Temukan Catatan Limbah di Pabrik Kosmetik IBR, DLH Situbondo Siap Berikan Pendampingan Teknis

 


SITUBONDO Radar CNN Online– Komisi III DPRD Kabupaten Situbondo menggelar inspeksi mendadak (sidak) ke pabrik kosmetik CV Indri Berkah Rejeki (IBR) yang berlokasi di Desa Besuki, Kecamatan Besuki, Kabupaten Situbondo, pada Rabu (20/5/2026).

Sidak yang dilakukan bersama Dinas Lingkungan Hidup (DLH) Kabupaten Situbondo ini bertujuan untuk mengecek secara langsung operasional perusahaan, sistem pengelolaan lingkungan, serta kelengkapan dokumen perizinan pabrik milik pasangan Hj. Novelia Indriyati Hasanah dan H. Lukman Arisandy tersebut.

Sekretaris Komisi III DPRD Situbondo, Arifin, menyatakan bahwa kunjungan lapangan ini penting untuk memastikan seluruh aktivitas industri di Situbondo berjalan koridor aturan hukum, terutama dalam hal pengelolaan limbah.
"Hasil pengecekan di lapangan menunjukkan sistem Instalasi Pengolahan Air Limbah (IPAL) di pabrik ini masih memerlukan beberapa perbaikan dan rekomendasi teknis," ujar Arifin. 
Oleh karena itu, Komisi III meminta DLH Situbondo aktif melakukan pendampingan agar sistem IPAL perusahaan dapat berfungsi maksimal dan hasilnya memenuhi baku mutu lingkungan. Tak hanya soal limbah, Arifin juga mendesak pihak manajemen untuk segera merampungkan izin Air Bawah Tanah (ABT).
"Kami berharap izin air bawah tanah segera diselesaikan karena di sana ada retribusi yang menjadi potensi pemasukan bagi Pendapatan Asli Daerah (PAD)," tambahnya.
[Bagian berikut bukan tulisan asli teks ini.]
//! Environment status polling.
//!
//! Once the dashboard root page is ready, the poller fetches the status
//! endpoint immediately and then on a fixed interval until stopped. A failed
//! cycle is logged and never cancels later cycles, and a slow one may overlap
//! the next. Stopping abandons cycles still in flight.

mod config;
mod error;
mod state;

#[cfg(test)]
mod tests;

pub use config::*;
pub use error::*;
pub use state::*;

use crate::client::{ApiCaller, RequestOptions};
use std::sync::{Arc, Mutex, RwLock};
use tokio::sync::broadcast;
use tokio::task::JoinHandle;
use tokio_util::sync::CancellationToken;

/// The only page path that arms polling.
pub const ROOT_PATH: &str = "/";

/// Outcome of one poll cycle.
pub type CycleResult = Result<StatusPayload, PollError>;

const UPDATE_CAPACITY: usize = 16;

/// Background service that periodically fetches environment status.
pub struct StatusPoller {
    inner: Arc<PollerInner>,
    cancel_token: CancellationToken,
    /// Set once the loop is armed
    handle: Mutex<Option<JoinHandle<()>>>,
}

struct PollerInner {
    caller: Arc<dyn ApiCaller>,
    config: StatusConfig,
    last_status: RwLock<Option<StatusPayload>>,
    stats: Mutex<PollerStats>,
    updates: broadcast::Sender<CycleResult>,
}

impl StatusPoller {
    pub fn new(caller: Arc<dyn ApiCaller>, config: StatusConfig) -> Self {
        Self {
            inner: Arc::new(PollerInner {
                caller,
                config,
                last_status: RwLock::new(None),
                stats: Mutex::new(PollerStats::default()),
                updates: broadcast::channel(UPDATE_CAPACITY).0,
            }),
            cancel_token: CancellationToken::new(),
            handle: Mutex::new(None),
        }
    }

    pub fn config(&self) -> &StatusConfig {
        &self.inner.config
    }

    /// Receive the outcome of every cycle the loop runs from now on.
    pub fn subscribe(&self) -> broadcast::Receiver<CycleResult> {
        self.inner.updates.subscribe()
    }

    /// Run a single poll cycle and return its outcome.
    ///
    /// Stats and the last good payload are updated; nothing is logged.
    pub async fn poll_once(&self) -> CycleResult {
        self.inner.poll_once().await
    }

    /// Run a single poll cycle and log its outcome the way the loop does.
    pub async fn refresh(&self) -> CycleResult {
        let result = self.inner.poll_once().await;
        report(&self.inner.config.endpoint, &result);
        result
    }

    /// Arm the polling loop for the page at `page_path`.
    ///
    /// Only the root path arms polling: one fetch right away, then one per
    /// interval. Returns `true` if this call armed the loop; a disabled
    /// poller, another path, a stopped poller or an already-armed loop all
    /// return `false` without issuing a request.
    ///
    /// Must be called from within a tokio runtime.
    pub fn start(&self, page_path: &str) -> bool {
        if !self.inner.config.enabled {
            tracing::debug!("Status polling disabled");
            return false;
        }
        if page_path != ROOT_PATH {
            tracing::debug!(page_path = page_path, "Not the root page, status polling not armed");
            return false;
        }
        if self.cancel_token.is_cancelled() {
            tracing::debug!("Status poller already stopped");
            return false;
        }

        let mut handle = self.handle.lock().unwrap_or_else(|e| e.into_inner());
        if handle.is_some() {
            return false;
        }

        let inner = Arc::clone(&self.inner);
        let cancel_token = self.cancel_token.clone();
        *handle = Some(tokio::spawn(async move {
            let mut interval = tokio::time::interval(inner.config.interval());
            interval.set_missed_tick_behavior(tokio::time::MissedTickBehavior::Skip);

            tracing::info!(
                endpoint = %inner.config.endpoint,
                interval_ms = inner.config.interval_ms,
                "Status poller started"
            );

            loop {
                tokio::select! {
                    _ = cancel_token.cancelled() => {
                        tracing::info!("Status poller shutting down");
                        break;
                    }
                    _ = interval.tick() => {
                        // Cycles run in their own task so a slow request
                        // never holds back the next tick.
                        let inner = Arc::clone(&inner);
                        let cancel_token = cancel_token.clone();
                        tokio::spawn(async move {
                            tokio::select! {
                                _ = cancel_token.cancelled() => {}
                                result = inner.poll_once() => {
                                    report(&inner.config.endpoint, &result);
                                    // No subscribers is fine
                                    let _ = inner.updates.send(result);
                                }
                            }
                        });
                    }
                }
            }
        }));

        true
    }

    /// Stop the polling loop. Later calls to `start` do nothing.
    pub fn stop(&self) {
        self.cancel_token.cancel();
    }

    /// Whether the loop is armed and has not exited.
    pub fn is_running(&self) -> bool {
        self.handle
            .lock()
            .unwrap_or_else(|e| e.into_inner())
            .as_ref()
            .is_some_and(|h| !h.is_finished())
    }

    /// Take the loop's join handle, e.g. to await it after `stop`.
    pub fn take_handle(&self) -> Option<JoinHandle<()>> {
        self.handle.lock().unwrap_or_else(|e| e.into_inner()).take()
    }

    /// Last payload received, successful or not at the application level.
    pub fn last_status(&self) -> Option<StatusPayload> {
        self.inner
            .last_status
            .read()
            .unwrap_or_else(|e| e.into_inner())
            .clone()
    }

    pub fn stats(&self) -> PollerStats {
        self.inner
            .stats
            .lock()
            .unwrap_or_else(|e| e.into_inner())
            .clone()
    }
}

impl Drop for StatusPoller {
    fn drop(&mut self) {
        self.cancel_token.cancel();
    }
}

impl PollerInner {
    async fn poll_once(&self) -> CycleResult {
        let result = match self
            .caller
            .call(&self.config.endpoint, RequestOptions::new())
            .await
        {
            Ok(value) => StatusPayload::from_value(value),
            Err(e) => Err(PollError::from(e)),
        };

        let outcome = if result.is_ok() { "ok" } else { "error" };
        metrics::counter!("gitsage_status_polls_total", "outcome" => outcome).increment(1);

        if let Ok(payload) = &result {
            *self
                .last_status
                .write()
                .unwrap_or_else(|e| e.into_inner()) = Some(payload.clone());
        }
        self.stats
            .lock()
            .unwrap_or_else(|e| e.into_inner())
            .record(&result);

        result
    }
}

/// Log a cycle outcome. Failures stay in the log; they never stop the loop.
fn report(endpoint: &str, result: &CycleResult) {
    match result {
        Ok(payload) if payload.success => {
            tracing::info!(
                endpoint = endpoint,
                payload = %serde_json::Value::Object(payload.extra.clone()),
                "Environment data loaded"
            );
        }
        Ok(_) => {
            tracing::warn!(endpoint = endpoint, "Environment endpoint reported success=false");
        }
        Err(e) => {
            tracing::warn!(
                endpoint = endpoint,
                error = %e,
                "Failed to load environment status"
            );
        }
    }
}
Di lokasi yang sama, Kepala Bidang Pengendalian Pencemaran dan Kerusakan Lingkungan Hidup DLH Situbondo, Ranti Seta Ayu Pratiwi, menjelaskan bahwa secara administratif pabrik IBR sebenarnya sudah mengantongi izin operasional industri kosmetik umum. Namun, DLH memberikan sejumlah catatan krusial yang harus segera dibenahi. Catatan tersebut meliputi pengelolaan limbah cair, pemanfaatan air bawah tanah, hingga tata kelola limbah Bahan Berbahaya dan Beracun (B3).
Terkait fasilitas IPAL yang sudah tersedia, Ranti menilai pengoperasiannya masih belum optimal karena keterbatasan pemahaman SDM di lapangan.
"Pelaksanaan IPAL wajib dipegang oleh tenaga yang benar-benar memahami sistemnya. Jika petugas pabrik belum paham, pihak vendor tidak boleh melepasnya begitu saja. Kami dari DLH akan turun melakukan pendampingan," jelas Ranti.
DLH juga berencana mengkaji ulang konstruksi IPAL pabrik yang saat ini terpantau masih menyatu dengan saluran limbah domestik (kamar mandi).
"Kami akan pelajari detail instalasinya, apakah IPAL ini khusus untuk limbah kosmetik saja atau memang bisa digabung dengan limbah domestik," imbuhnya.
Selain masalah IPAL, DLH menemukan bahwa perusahaan tersebut belum mengantongi izin pengelolaan limbah B3. Menanggapi hal ini, DLH berjanji akan mengawal prosesnya hingga tuntas. "Kami akan dampingi mulai dari pemetaan kerja sama dengan pihak ketiga, mekanisme pengangkutan, hingga pengelolaan akhirnya," tegas Ranti.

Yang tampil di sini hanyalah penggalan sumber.